#### Data provided
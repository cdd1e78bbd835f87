//! V6 binary protocol (firmware 9)

use tracing::info;

use super::{begin_upload, drive_mode, finish_upload, packet_timeout, record};
use crate::protocol::framing::upload_chunks;
use crate::protocol::{
    Ack, Command, ConnectionConfig, DeviceChannel, DownloadReassembly, DownloadReport,
    Instruction, ProtocolError, RobotLink,
};

/// Handler for the V6 binary protocol
#[derive(Debug, Clone, Copy, Default, PartialEq, Eq)]
pub struct V6Handler;

impl V6Handler {
    /// `G`, acknowledged with `_GR_`
    pub async fn start_drive_mode<L: RobotLink>(
        &self,
        channel: &DeviceChannel<L>,
        config: &ConnectionConfig,
    ) -> Result<(), ProtocolError> {
        drive_mode(channel, config, Ack::DriveReady).await
    }

    /// Announces `sample_interval * duration_seconds` samples
    pub async fn record_instructions<L: RobotLink>(
        &self,
        channel: &DeviceChannel<L>,
        config: &ConnectionConfig,
        duration_seconds: u32,
        sample_interval: u32,
    ) -> Result<(), ProtocolError> {
        record_sampled(channel, config, duration_seconds, sample_interval).await
    }

    /// `F`, `d<hex>`, `E`, the whole program as one binary write, `end`
    pub async fn upload_instructions<L: RobotLink>(
        &self,
        channel: &DeviceChannel<L>,
        config: &ConnectionConfig,
        instructions: &[Instruction],
        run_after_upload: bool,
    ) -> Result<(), ProtocolError> {
        upload_binary(
            channel,
            config,
            instructions,
            instructions.len(),
            run_after_upload,
        )
        .await
    }

    /// Packeted, sequence-numbered download
    pub async fn download_instructions<L: RobotLink>(
        &self,
        channel: &DeviceChannel<L>,
        config: &ConnectionConfig,
    ) -> Result<DownloadReport, ProtocolError> {
        download_packets(channel, config).await
    }
}

pub(super) async fn record_sampled<L: RobotLink>(
    channel: &DeviceChannel<L>,
    config: &ConnectionConfig,
    duration_seconds: u32,
    sample_interval: u32,
) -> Result<(), ProtocolError> {
    if sample_interval == 0 {
        return Err(ProtocolError::InvalidArgument(
            "sample interval must be at least 1".to_string(),
        ));
    }
    let pairs = u64::from(sample_interval) * u64::from(duration_seconds);
    record(channel, config, pairs, duration_seconds).await
}

/// Binary upload in writes of at most `chunk_size` instructions
pub(super) async fn upload_binary<L: RobotLink>(
    channel: &DeviceChannel<L>,
    config: &ConnectionConfig,
    instructions: &[Instruction],
    chunk_size: usize,
    run_after_upload: bool,
) -> Result<(), ProtocolError> {
    info!(
        "Uploading {} instructions in chunks of {}",
        instructions.len(),
        chunk_size
    );
    begin_upload(channel, instructions.len()).await?;
    for chunk in upload_chunks(instructions, chunk_size) {
        channel.send(&chunk).await?;
    }
    finish_upload(channel, config, run_after_upload).await
}

/// `B`, header with the byte count, then sequence-numbered data payloads
pub(super) async fn download_packets<L: RobotLink>(
    channel: &DeviceChannel<L>,
    config: &ConnectionConfig,
) -> Result<DownloadReport, ProtocolError> {
    let timeout = packet_timeout(config);
    let header = channel
        .request(&Command::BeginDownload.to_bytes(), timeout)
        .await?;
    let mut reassembly = DownloadReassembly::from_header(&header)?;

    channel
        .collect_responses(
            |packets| {
                if let Some(packet) = packets.last() {
                    reassembly.accept(packet);
                }
                reassembly.is_done()
            },
            timeout,
        )
        .await?;

    let report = reassembly.finish();
    info!(
        "Downloaded {} instructions ({} lost payloads, {} bytes missing)",
        report.instructions.len(),
        report.lost_packets.len(),
        report.missing_bytes
    );
    Ok(report)
}
//! V10 binary protocol (firmware 10 and later)
//!
//! Same control surface and download as V6; uploads are split into
//! 256-instruction writes so large programs fit the link's buffers.

use super::v6::{download_packets, record_sampled, upload_binary};
use super::drive_mode;
use crate::protocol::{
    Ack, ConnectionConfig, DeviceChannel, DownloadReport, Instruction, ProtocolError,
    RobotLink, UPLOAD_CHUNK_SIZE,
};

/// Handler for the V10 binary protocol
#[derive(Debug, Clone, Copy, Default, PartialEq, Eq)]
pub struct V10Handler;

impl V10Handler {
    /// `G`, acknowledged with `_GR_`
    pub async fn start_drive_mode<L: RobotLink>(
        &self,
        channel: &DeviceChannel<L>,
        config: &ConnectionConfig,
    ) -> Result<(), ProtocolError> {
        drive_mode(channel, config, Ack::DriveReady).await
    }

    /// Announces `sample_interval * duration_seconds` samples
    pub async fn record_instructions<L: RobotLink>(
        &self,
        channel: &DeviceChannel<L>,
        config: &ConnectionConfig,
        duration_seconds: u32,
        sample_interval: u32,
    ) -> Result<(), ProtocolError> {
        record_sampled(channel, config, duration_seconds, sample_interval).await
    }

    /// `F`, `d<hex>`, `E`, one binary write per 256 instructions, `end`
    pub async fn upload_instructions<L: RobotLink>(
        &self,
        channel: &DeviceChannel<L>,
        config: &ConnectionConfig,
        instructions: &[Instruction],
        run_after_upload: bool,
    ) -> Result<(), ProtocolError> {
        upload_binary(
            channel,
            config,
            instructions,
            UPLOAD_CHUNK_SIZE,
            run_after_upload,
        )
        .await
    }

    /// Packeted, sequence-numbered download
    pub async fn download_instructions<L: RobotLink>(
        &self,
        channel: &DeviceChannel<L>,
        config: &ConnectionConfig,
    ) -> Result<DownloadReport, ProtocolError> {
        download_packets(channel, config).await
    }
}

#### Task to carry out
Go through the data and retype all of it exactly.

#### Answer for the task
repository cdd1e78bbd835f87
//! V6 binary protocol (firmware 9)

use tracing::info;

use super::{begin_upload, drive_mode, finish_upload, packet_timeout, record};
use crate::protocol::framing::upload_chunks;
use crate::protocol::{
    Ack, Command, ConnectionConfig, DeviceChannel, DownloadReassembly, DownloadReport,
    Instruction, ProtocolError, RobotLink,
};

/// Handler for the V6 binary protocol
#[derive(Debug, Clone, Copy, Default, PartialEq, Eq)]
pub struct V6Handler;

impl V6Handler {
    /// `G`, acknowledged with `_GR_`
    pub async fn start_drive_mode<L: RobotLink>(
        &self,
        channel: &DeviceChannel<L>,
        config: &ConnectionConfig,
    ) -> Result<(), ProtocolError> {
        drive_mode(channel, config, Ack::DriveReady).await
    }

    /// Announces `sample_interval * duration_seconds` samples
    pub async fn record_instructions<L: RobotLink>(
        &self,
        channel: &DeviceChannel<L>,
        config: &ConnectionConfig,
        duration_seconds: u32,
        sample_interval: u32,
    ) -> Result<(), ProtocolError> {
        record_sampled(channel, config, duration_seconds, sample_interval).await
    }

    /// `F`, `d<hex>`, `E`, the whole program as one binary write, `end`
    pub async fn upload_instructions<L: RobotLink>(
        &self,
        channel: &DeviceChannel<L>,
        config: &ConnectionConfig,
        instructions: &[Instruction],
        run_after_upload: bool,
    ) -> Result<(), ProtocolError> {
        upload_binary(
            channel,
            config,
            instructions,
            instructions.len(),
            run_after_upload,
        )
        .await
    }

    /// Packeted, sequence-numbered download
    pub async fn download_instructions<L: RobotLink>(
        &self,
        channel: &DeviceChannel<L>,
        config: &ConnectionConfig,
    ) -> Result<DownloadReport, ProtocolError> {
        download_packets(channel, config).await
    }
}

pub(super) async fn record_sampled<L: RobotLink>(
    channel: &DeviceChannel<L>,
    config: &ConnectionConfig,
    duration_seconds: u32,
    sample_interval: u32,
) -> Result<(), ProtocolError> {
    if sample_interval == 0 {
        return Err(ProtocolError::InvalidArgument(
            "sample interval must be at least 1".to_string(),
        ));
    }
    let pairs = u64::from(sample_interval) * u64::from(duration_seconds);
    record(channel, config, pairs, duration_seconds).await
}

/// Binary upload in writes of at most `chunk_size` instructions
pub(super) async fn upload_binary<L: RobotLink>(
    channel: &DeviceChannel<L>,
    config: &ConnectionConfig,
    instructions: &[Instruction],
    chunk_size: usize,
    run_after_upload: bool,
) -> Result<(), ProtocolError> {
    info!(
        "Uploading {} instructions in chunks of {}",
        instructions.len(),
        chunk_size
    );
    begin_upload(channel, instructions.len()).await?;
    for chunk in upload_chunks(instructions, chunk_size) {
        channel.send(&chunk).await?;
    }
    finish_upload(channel, config, run_after_upload).await
}

/// `B`, header with the byte count, then sequence-numbered data payloads
pub(super) async fn download_packets<L: RobotLink>(
    channel: &DeviceChannel<L>,
    config: &ConnectionConfig,
) -> Result<DownloadReport, ProtocolError> {
    let timeout = packet_timeout(config);
    let header = channel
        .request(&Command::BeginDownload.to_bytes(), timeout)
        .await?;
    let mut reassembly = DownloadReassembly::from_header(&header)?;

    channel
        .collect_responses(
            |packets| {
                if let Some(packet) = packets.last() {
                    reassembly.accept(packet);
                }
                reassembly.is_done()
            },
            timeout,
        )
        .await?;

    let report = reassembly.finish();
    info!(
        "Downloaded {} instructions ({} lost payloads, {} bytes missing)",
        report.instructions.len(),
        report.lost_packets.len(),
        report.missing_bytes
    );
    Ok(report)
}
//! V10 binary protocol (firmware 10 and later)
//!
//! Same control surface and download as V6; uploads are split into
//! 256-instruction writes so large programs fit the link's buffers.

use super::v6::{download_packets, record_sampled, upload_binary};
use super::drive_mode;
use crate::protocol::{
    Ack, ConnectionConfig, DeviceChannel, DownloadReport, Instruction, ProtocolError,
    RobotLink, UPLOAD_CHUNK_SIZE,
};

/// Handler for the V10 binary protocol
#[derive(Debug, Clone, Copy, Default, PartialEq, Eq)]
pub struct V10Handler;

impl V10Handler {
    /// `G`, acknowledged with `_GR_`
    pub async fn start_drive_mode<L: RobotLink>(
        &self,
        channel: &DeviceChannel<L>,
        config: &ConnectionConfig,
    ) -> Result<(), ProtocolError> {
        drive_mode(channel, config, Ack::DriveReady).await
    }

    /// Announces `sample_interval * duration_seconds` samples
    pub async fn record_instructions<L: RobotLink>(
        &self,
        channel: &DeviceChannel<L>,
        config: &ConnectionConfig,
        duration_seconds: u32,
        sample_interval: u32,
    ) -> Result<(), ProtocolError> {
        record_sampled(channel, config, duration_seconds, sample_interval).await
    }

    /// `F`, `d<hex>`, `E`, one binary write per 256 instructions, `end`
    pub async fn upload_instructions<L: RobotLink>(
        &self,
        channel: &DeviceChannel<L>,
        config: &ConnectionConfig,
        instructions: &[Instruction],
        run_after_upload: bool,
    ) -> Result<(), ProtocolError> {
        upload_binary(
            channel,
            config,
            instructions,
            UPLOAD_CHUNK_SIZE,
            run_after_upload,
        )
        .await
    }

    /// Packeted, sequence-numbered download
    pub async fn download_instructions<L: RobotLink>(
        &self,
        channel: &DeviceChannel<L>,
        config: &ConnectionConfig,
    ) -> Result<DownloadReport, ProtocolError> {
        download_packets(channel, config).await
    }
}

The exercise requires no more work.